I have a present backlog of over 5000 questions. I do not want that number
to discourage you from sending your letters and questions regularly. You may
be sure that I read every one of them, even if I cannot respond personally
except through this column. Many times the questions are quite similar so I try
to pick the best articulated one and hope that all of the others feel that
they have been heard as well. Sometimes the questions are time sensitive and
before I can get to them the issue has faded from the public mind. Sometimes
the question has been previously addressed and I do not feel I can be
repetitive until some time has passed or until I have something new to say on the
subject. I do want you to know, however, that your questions and comments are
always welcomed and appreciated.
I will also include in this column some of your letters about my column of
August 6 in regard to who is welcome to receive communion in the church. The
mail was large on that column and I thought many of you would like to see some
of it. If you would like to review the column or to read it for the first
time, subscribers have access to the _entire library_
(http://secure.agoramedia.com/story_home_spong.asp) of what I have published over the years in this
weekly e-mail. Enjoy the "dog-days" of summer, unless you live in the Southern
Hemisphere, in which case enjoy the last days of winter.
John Shelby Spong
Questions and Answers
Susan from St. Paul, Minnesota, writes:
I find it difficult, very difficult, to participate in the life of the
Church because of its negativity and distance from contemporary scientific
knowledge. What can I do? Where can I go? Is there any hope for a revolution within
the Church?
Dear Susan,
The Church is a complex organism. Many seek in it security from all
questioning. A few seek to move beyond its understanding into the world of the 21st
century. The tension between the two groups is palpable. Recall that Galileo
was condemned and forced to recant from his idea that the earth rotated around
the sun and therefore was not the center of a three-tiered universe. Both
Galileo and the Pope were members of the Christian Church.
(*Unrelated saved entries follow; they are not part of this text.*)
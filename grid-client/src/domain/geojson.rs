use serde::{Deserialize, Deserializer, Serialize};
use serde_json::{Map, Value};

use crate::sanitize;

/// A WGS84 position. Stored in GeoJSON order (longitude first); map links and
/// `center` fields use [`Coordinates::lat_lon`].
#[derive(Debug, Clone, Copy, PartialEq)]
pub struct Coordinates {
    pub lon: f64,
    pub lat: f64,
}

impl Coordinates {
    pub fn new(lon: f64, lat: f64) -> Self {
        Self { lon, lat }
    }

    pub fn lon_lat(&self) -> [f64; 2] {
        [self.lon, self.lat]
    }

    pub fn lat_lon(&self) -> [f64; 2] {
        [self.lat, self.lon]
    }

    pub fn is_valid(&self) -> bool {
        self.lon.is_finite()
            && self.lat.is_finite()
            && (-180.0..=180.0).contains(&self.lon)
            && (-90.0..=90.0).contains(&self.lat)
    }

    /// Reads a GeoJSON position (`[lon, lat, ...]`).
    pub fn from_position(value: &Value) -> Option<Self> {
        let items = value.as_array()?;
        let lon = items.first()?.as_f64()?;
        let lat = items.get(1)?.as_f64()?;
        Some(Self::new(lon, lat))
    }

    /// Arithmetic mean of the given points.
    pub fn mean<'a>(points: impl IntoIterator<Item = &'a Coordinates>) -> Option<Self> {
        let (mut lon, mut lat, mut n) = (0.0, 0.0, 0usize);
        for p in points {
            lon += p.lon;
            lat += p.lat;
            n += 1;
        }
        (n > 0).then(|| Self::new(lon / n as f64, lat / n as f64))
    }
}

#[derive(Debug, Clone, Serialize, Deserialize)]
pub struct FeatureCollection {
    #[serde(rename = "type", default = "feature_collection_kind")]
    pub kind: String,
    #[serde(default)]
    pub features: Vec<Feature>,
}

#[derive(Debug, Clone, PartialEq, Serialize, Deserialize)]
pub struct Feature {
    #[serde(rename = "type", default = "feature_kind")]
    pub kind: String,
    #[serde(default)]
    pub geometry: Option<Geometry>,
    #[serde(default, deserialize_with = "null_as_empty")]
    pub properties: Map<String, Value>,
}

#[derive(Debug, Clone, PartialEq, Serialize, Deserialize)]
pub struct Geometry {
    #[serde(rename = "type")]
    pub kind: String,
    #[serde(default)]
    pub coordinates: Value,
}

impl FeatureCollection {
    pub fn new(features: Vec<Feature>) -> Self {
        Self {
            kind: feature_collection_kind(),
            features,
        }
    }
}

impl Feature {
    pub fn point(at: Coordinates, properties: Map<String, Value>) -> Self {
        Self {
            kind: feature_kind(),
            geometry: Some(Geometry::point(at)),
            properties,
        }
    }

    pub fn property_text(&self, key: &str) -> Option<String> {
        self.properties.get(key).and_then(sanitize::value_text)
    }

    pub fn property_integer(&self, key: &str) -> Option<i64> {
        self.properties.get(key).and_then(sanitize::value_integer)
    }

    pub fn property_scalar(&self, key: &str) -> Option<Value> {
        self.properties.get(key).and_then(sanitize::scalar)
    }

    /// First position of the geometry, if it has a usable one.
    pub fn coordinates(&self) -> Option<Coordinates> {
        self.geometry
            .as_ref()
            .and_then(Geometry::representative_point)
            .filter(Coordinates::is_valid)
    }
}

impl Geometry {
    pub fn point(at: Coordinates) -> Self {
        Self {
            kind: "Point".to_string(),
            coordinates: Value::from(at.lon_lat().to_vec()),
        }
    }

    /// The point itself for `Point` geometries, the first vertex otherwise.
    pub fn representative_point(&self) -> Option<Coordinates> {
        first_position(&self.coordinates)
    }
}

fn first_position(value: &Value) -> Option<Coordinates> {
    let items = value.as_array()?;
    match items.first()? {
        Value::Number(_) => Coordinates::from_position(value),
        nested => first_position(nested),
    }
}

fn feature_collection_kind() -> String {
    "FeatureCollection".to_string()
}

fn feature_kind() -> String {
    "Feature".to_string()
}

fn null_as_empty<'de, D>(deserializer: D) -> Result<Map<String, Value>, D::Error>
where
    D: Deserializer<'de>,
{
    Ok(Option::<Map<String, Value>>::deserialize(deserializer)?.unwrap_or_default())
}
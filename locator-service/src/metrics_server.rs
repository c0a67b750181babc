use std::net::SocketAddr;

use axum::{routing::get, Router};
use metrics_exporter_prometheus::{PrometheusBuilder, PrometheusHandle};
use once_cell::sync::OnceCell;

static PROM_HANDLE: OnceCell<PrometheusHandle> = OnceCell::new();

/// Installs the Prometheus recorder and serves `/metrics` on its own listener.
pub fn init(bind_addr: &str) -> anyhow::Result<()> {
    let addr: SocketAddr = bind_addr
        .parse()
        .map_err(|e| anyhow::anyhow!("invalid metrics.bind_addr: {e}"))?;

    let handle = PrometheusBuilder::new()
        .install_recorder()
        .map_err(|e| anyhow::anyhow!("failed to install Prometheus metrics recorder: {e}"))?;

    // Only the first call wins; the recorder is process-global anyway.
    let _ = PROM_HANDLE.set(handle);

    tokio::spawn(async move {
        let app = Router::new().route("/metrics", get(metrics_handler));

        match tokio::net::TcpListener::bind(addr).await {
            Ok(listener) => {
                tracing::info!(%addr, "metrics listener bound");
                if let Err(e) = axum::serve(listener, app.into_make_service()).await {
                    tracing::error!(error = %e, "metrics server error");
                }
            }
            Err(e) => {
                tracing::error!(error = %e, "failed to bind metrics listener");
            }
        }
    });

    Ok(())
}

async fn metrics_handler() -> String {
    PROM_HANDLE.get().map(PrometheusHandle::render).unwrap_or_default()
}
The Pope was seeking
religious security; Galileo was seeking truth.
The same could be said for Isaac Newton, whose work made both miracle and
magic unbelievable. Newton covered his vulnerability by stating that there were
two books that revealed the Truth of God. One was the Bible. This, Newton
stated, was the book the church and the theologians were meant to interpret and
to determine what it says and what it means. The other book, said Newton, was
the "Book of Nature," which, he stated, was the domain for the scientists to
explore and to interpret. Thus their truths did not overlap. Newton got away
with that simplistic distinction, but only because most people did not know
much about either book. If one treats the Bible literally, it does proclaim a
three-tiered universe, a seven day creation, God's ability to stop the sun
in the sky to provide Joshua with more daylight, and the ability for a virgin
to conceive and for a deceased person to be called back to life. None of
these things is possible in the world we inhabit today.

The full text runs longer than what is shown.